COMMENTARY

Planning an in-store technology? 4 steps to prototype it like a pro

July 6, 2017

Photo: iStock.com

By Rudy Mutter, EVP of technology and founding partner, Yeti LLC

Every retailer plans for an explosive product release. But after Samsung's infamous Galaxy Note 7 debacle, the Korean retail technology company is taking the idea a bit less literally.

How so? Before releasing the Note 7's smaller sibling, the Galaxy S8, Samsung used rapid prototyping to give the flagship smartphone a trial by fire. This time around, it extensively prototyped the battery, including an eight-point check, charge/discharge test, leak check, and accelerated usage test. Thanks to Samsung's diligence, pundits are praising the S8 as “the most beautiful phone ever.”

Samsung's story, however, is more than a cautionary one; it's a how-to tale for retailers prototyping technologies to augment customers' shopping experiences. Shopping has become an interactive endeavor, with 53 percent of consumers saying they'd pay more for valuable experiences. Half of in-store shoppers today say they're more likely to shop at retailers that offer assistive technologies.

How, then, can retail brands prototype the in-store technologies that customers want and avoid a Note 7-style backfire? The process involves four crucial steps:

1. Don't buy assumptions

Recently, a fashion retailer approached us about a wearable product. Rather than let customers be the ones to find out whether the planned hardware and software could work together, Yeti built a prototype that proved that the technologies could cooperate, allowing the client to move forward with confidence.

Before prototyping your own digital device, consider your riskiest assumption. In retail, it may be the presumption that shoppers will even use your product. Pay special attention to first-contact and onboarding flows. Are they seamless? Be sure customers see your technology as valuable to their shopping experience before diving further into design or development.

2. Stick to the list

When you're prototyping, it's easy to get carried away. Rather than waste time building features that users won't find valuable, define clear parameters. Focus first on initial customer touchpoints, unproven technologies, and unusual hardware integrations. Before moving forward, set a date when the prototype should be ready to test.

When working with PlayStation on a recent user engagement app, we limited ourselves to a design-only prototype. Why? A digital product's user flows can make or break the experience. By carefully scoping the project and testing repeatedly, we planned an engaging user experience for the app without breaking the bank.

3. Build on a budget

You don't need dozens of people to build a viable prototype. Be sure everybody is there for a reason. Although team needs vary from prototype to prototype, researchers, product managers, UX designers, and developers should likely be involved. Use agile processes to stay flexible and promote experimentation. Don't be afraid to use household items which can reduce costs and get the technology to users faster. As long as the prototype gets the point across, it doesn't have to be pretty.

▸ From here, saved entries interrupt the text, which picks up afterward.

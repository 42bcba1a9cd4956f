//! Tokenpipe - split a master design-token file and build platform outputs per brand

use std::process::ExitCode;

use tokenpipe::cli;

fn main() -> ExitCode {
    cli::run()
}
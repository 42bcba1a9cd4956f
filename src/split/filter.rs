//! Include/exclude key filter shared by configuration resolution and splitting.

use thiserror::Error;

/// Key filter validation error
#[derive(Debug, Clone, PartialEq, Eq, Error)]
pub enum FilterError {
    /// Both include and exclude lists are populated
    #[error("Cannot specify both includeKeys and excludeKeys. Choose one approach.")]
    Conflicting,
}

/// Which top-level keys of the token document are processed.
///
/// The two lists are mutually exclusive; leaving both empty selects every
/// non-metadata key.
#[derive(Debug, Clone, Default, PartialEq, Eq)]
pub struct KeyFilter {
    pub include_keys: Vec<String>,
    pub exclude_keys: Vec<String>,
}

impl KeyFilter {
    /// Filter that processes every key.
    pub fn all() -> Self {
        Self::default()
    }

    /// Filter that processes only the given keys, in the given order.
    pub fn include<I, S>(keys: I) -> Self
    where
        I: IntoIterator<Item = S>,
        S: Into<String>,
    {
        Self { include_keys: keys.into_iter().map(Into::into).collect(), exclude_keys: vec![] }
    }

    /// Filter that processes every key except the given ones.
    pub fn exclude<I, S>(keys: I) -> Self
    where
        I: IntoIterator<Item = S>,
        S: Into<String>,
    {
        Self { include_keys: vec![], exclude_keys: keys.into_iter().map(Into::into).collect() }
    }

    /// Check mutual exclusivity.
    pub fn validate(&self) -> Result<(), FilterError> {
        if !self.include_keys.is_empty() && !self.exclude_keys.is_empty() {
            return Err(FilterError::Conflicting);
        }
        Ok(())
    }

    pub fn is_empty(&self) -> bool {
        self.include_keys.is_empty() && self.exclude_keys.is_empty()
    }
}

#[cfg(test)]
mod tests {
    use super::*;

    #[test]
    fn test_single_list_is_valid() {
        assert!(KeyFilter::all().validate().is_ok());
        assert!(KeyFilter::include(["Themes/ZRH"]).validate().is_ok());
        assert!(KeyFilter::exclude(["global"]).validate().is_ok());
    }

    #[test]
    fn test_both_lists_conflict() {
        let filter = KeyFilter {
            include_keys: vec!["a".to_string()],
            exclude_keys: vec!["b".to_string()],
        };
        assert_eq!(filter.validate(), Err(FilterError::Conflicting));
        // Same answer every time
        assert_eq!(filter.validate(), Err(FilterError::Conflicting));
    }
}
//! Design token model
//!
//! Fragments are trees of groups and tokens. Any object that carries a value
//! key (`$value` in DTCG mode, `value` otherwise) is a token; every other
//! object is a group. A group's `$type` is inherited by the tokens under it
//! unless they declare their own.

pub mod reference;

pub use reference::*;

use serde_json::{Map, Value};
use thiserror::Error;

/// Key names used to read tokens, which differ between DTCG and legacy files.
#[derive(Debug, Clone, Copy, PartialEq, Eq)]
pub struct TokenKeys {
    pub value: &'static str,
    pub kind: &'static str,
    pub description: &'static str,
}

impl TokenKeys {
    pub const DTCG: TokenKeys =
        TokenKeys { value: "$value", kind: "$type", description: "$description" };
    pub const LEGACY: TokenKeys = TokenKeys { value: "value", kind: "type", description: "comment" };

    pub fn for_format(uses_dtcg: bool) -> Self {
        if uses_dtcg {
            Self::DTCG
        } else {
            Self::LEGACY
        }
    }

    /// Whether `value` is a token object under these keys.
    pub fn is_token(&self, value: &Value) -> bool {
        value.as_object().is_some_and(|map| map.contains_key(self.value))
    }
}

/// Category/type/item attributes derived from a token's path.
#[derive(Debug, Clone, Default, PartialEq, Eq)]
pub struct Attributes {
    pub category: Option<String>,
    pub kind: Option<String>,
    pub item: Option<String>,
    pub subitem: Option<String>,
    pub state: Option<String>,
}

/// One design token, flattened out of its fragment tree.
#[derive(Debug, Clone, PartialEq)]
pub struct Token {
    /// Path segments from the fragment root
    pub path: Vec<String>,
    /// Output name; starts as the dash-joined path until a name transform runs
    pub name: String,
    /// `$type`, declared or inherited
    pub token_type: Option<String>,
    /// Current value, resolved and then transformed
    pub value: Value,
    /// Value as written in the source, references intact
    pub original: Value,
    /// `$description`
    pub comment: Option<String>,
    pub attributes: Attributes,
}

impl Token {
    /// Dotted path, the form used in `{...}` references.
    pub fn dotted_path(&self) -> String {
        self.path.join(".")
    }

    pub fn is_type(&self, kind: &str) -> bool {
        self.token_type.as_deref() == Some(kind)
    }

    /// If the source value is exactly one reference, the referenced path.
    pub fn reference_target(&self) -> Option<&str> {
        self.original.as_str().and_then(as_reference)
    }
}

/// Errors raised while building a dictionary.
#[derive(Debug, Clone, PartialEq, Eq, Error)]
pub enum TokenError {
    /// The merged source tree is not an object
    #[error("token source root must be an object")]
    RootNotObject,
    /// A token's value could not be resolved
    #[error("Failed to resolve '{path}': {source}")]
    Reference {
        path: String,
        #[source]
        source: ReferenceError,
    },
}

/// Flat, resolved list of every token in a source tree, in source order.
#[derive(Debug, Clone, Default)]
pub struct Dictionary {
    tokens: Vec<Token>,
}

impl Dictionary {
    /// Flatten `tree` and resolve every reference.
    pub fn from_tree(tree: &Value, keys: TokenKeys) -> Result<Self, TokenError> {
        let root = tree.as_object().ok_or(TokenError::RootNotObject)?;

        let mut tokens = Vec::new();
        collect_tokens(root, &mut Vec::new(), None, keys, &mut tokens);

        let mut resolver = ReferenceResolver::new();
        for token in &tokens {
            resolver.define(&token.dotted_path(), token.original.clone());
        }

        for token in &mut tokens {
            token.value = resolver
                .resolve(&token.original)
                .map_err(|source| TokenError::Reference { path: token.dotted_path(), source })?;
        }

        Ok(Self { tokens })
    }

    pub fn tokens(&self) -> &[Token] {
        &self.tokens
    }

    pub fn tokens_mut(&mut self) -> &mut [Token] {
        &mut self.tokens
    }

    pub fn len(&self) -> usize {
        self.tokens.len()
    }

    pub fn is_empty(&self) -> bool {
        self.tokens.is_empty()
    }

    /// Look up a token by dotted path.
    pub fn get(&self, dotted_path: &str) -> Option<&Token> {
        self.tokens.iter().find(|t| t.dotted_path() == dotted_path)
    }
}

fn collect_tokens(
    group: &Map<String, Value>,
    path: &mut Vec<String>,
    inherited_type: Option<&str>,
    keys: TokenKeys,
    out: &mut Vec<Token>,
) {
    let group_type = group.get(keys.kind).and_then(Value::as_str).or(inherited_type);

    for (key, child) in group {
        if key.starts_with('$') {
            continue;
        }
        let Some(child_map) = child.as_object() else {
            continue;
        };

        path.push(key.clone());
        if let Some(value) = child_map.get(keys.value) {
            let token_type =
                child_map.get(keys.kind).and_then(Value::as_str).or(group_type).map(str::to_string);
            out.push(Token {
                path: path.clone(),
                name: path.join("-"),
                token_type,
                value: value.clone(),
                original: value.clone(),
                comment: child_map
                    .get(keys.description)
                    .and_then(Value::as_str)
                    .map(str::to_string),
                attributes: Attributes::default(),
            });
        } else {
            collect_tokens(child_map, path, group_type, keys, out);
        }
        path.pop();
    }
}

/// Deep-merge `source` into `target`.
///
/// Groups merge recursively; a token defined in both trees is replaced by the
/// one from `source` and reported in `collisions` by dotted path.
pub fn deep_merge(target: &mut Value, source: Value, keys: TokenKeys, collisions: &mut Vec<String>) {
    merge_at(target, source, keys, &mut Vec::new(), collisions);
}

fn merge_at(
    target: &mut Value,
    source: Value,
    keys: TokenKeys,
    path: &mut Vec<String>,
    collisions: &mut Vec<String>,
) {
    if keys.is_token(&source) || !target.is_object() || !source.is_object() {
        *target = source;
        return;
    }
    let (Value::Object(target_map), Value::Object(source_map)) = (target, source) else {
        return;
    };

    for (key, value) in source_map {
        path.push(key.clone());
        match target_map.get_mut(&key) {
            Some(existing) if existing.is_object() && !keys.is_token(existing) => {
                merge_at(existing, value, keys, path, collisions);
            }
            Some(existing) => {
                if keys.is_token(existing) {
                    collisions.push(path.join("."));
                }
                *existing = value;
            }
            None => {
                target_map.insert(key, value);
            }
        }
        path.pop();
    }
}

Google Glass might not have been the hit the company hoped for, but it did a masterful job prototyping the technology. The mistake was prototyping for the masses rather than for specific use cases, such as surgeons performing precise operations. Still, because it took an agile approach, it was able to push out prototypes in mere days, test with users, and gather valuable feedback.

4. Test from start to store

The final stage of prototyping is also the most important. Get your product in front of as many target users as possible. Be clear about what you want them to test. For example, perhaps you're prototyping in-store kiosks and need customers to test an inventory search function. Record feedback, iterate, and test again.

If initial tests are successful, scale up. Neiman Marcus recently worked with Slyce to add a “Snap. Find. Shop.” feature to its mobile application. By first testing with its handbag and shoe categories, Neiman Marcus collected feedback about how it could save users time and energy when searching for products they'd seen in magazines. Armed with this data, the Dallas-based department store expanded the feature to all its men's and women's clothing accessories.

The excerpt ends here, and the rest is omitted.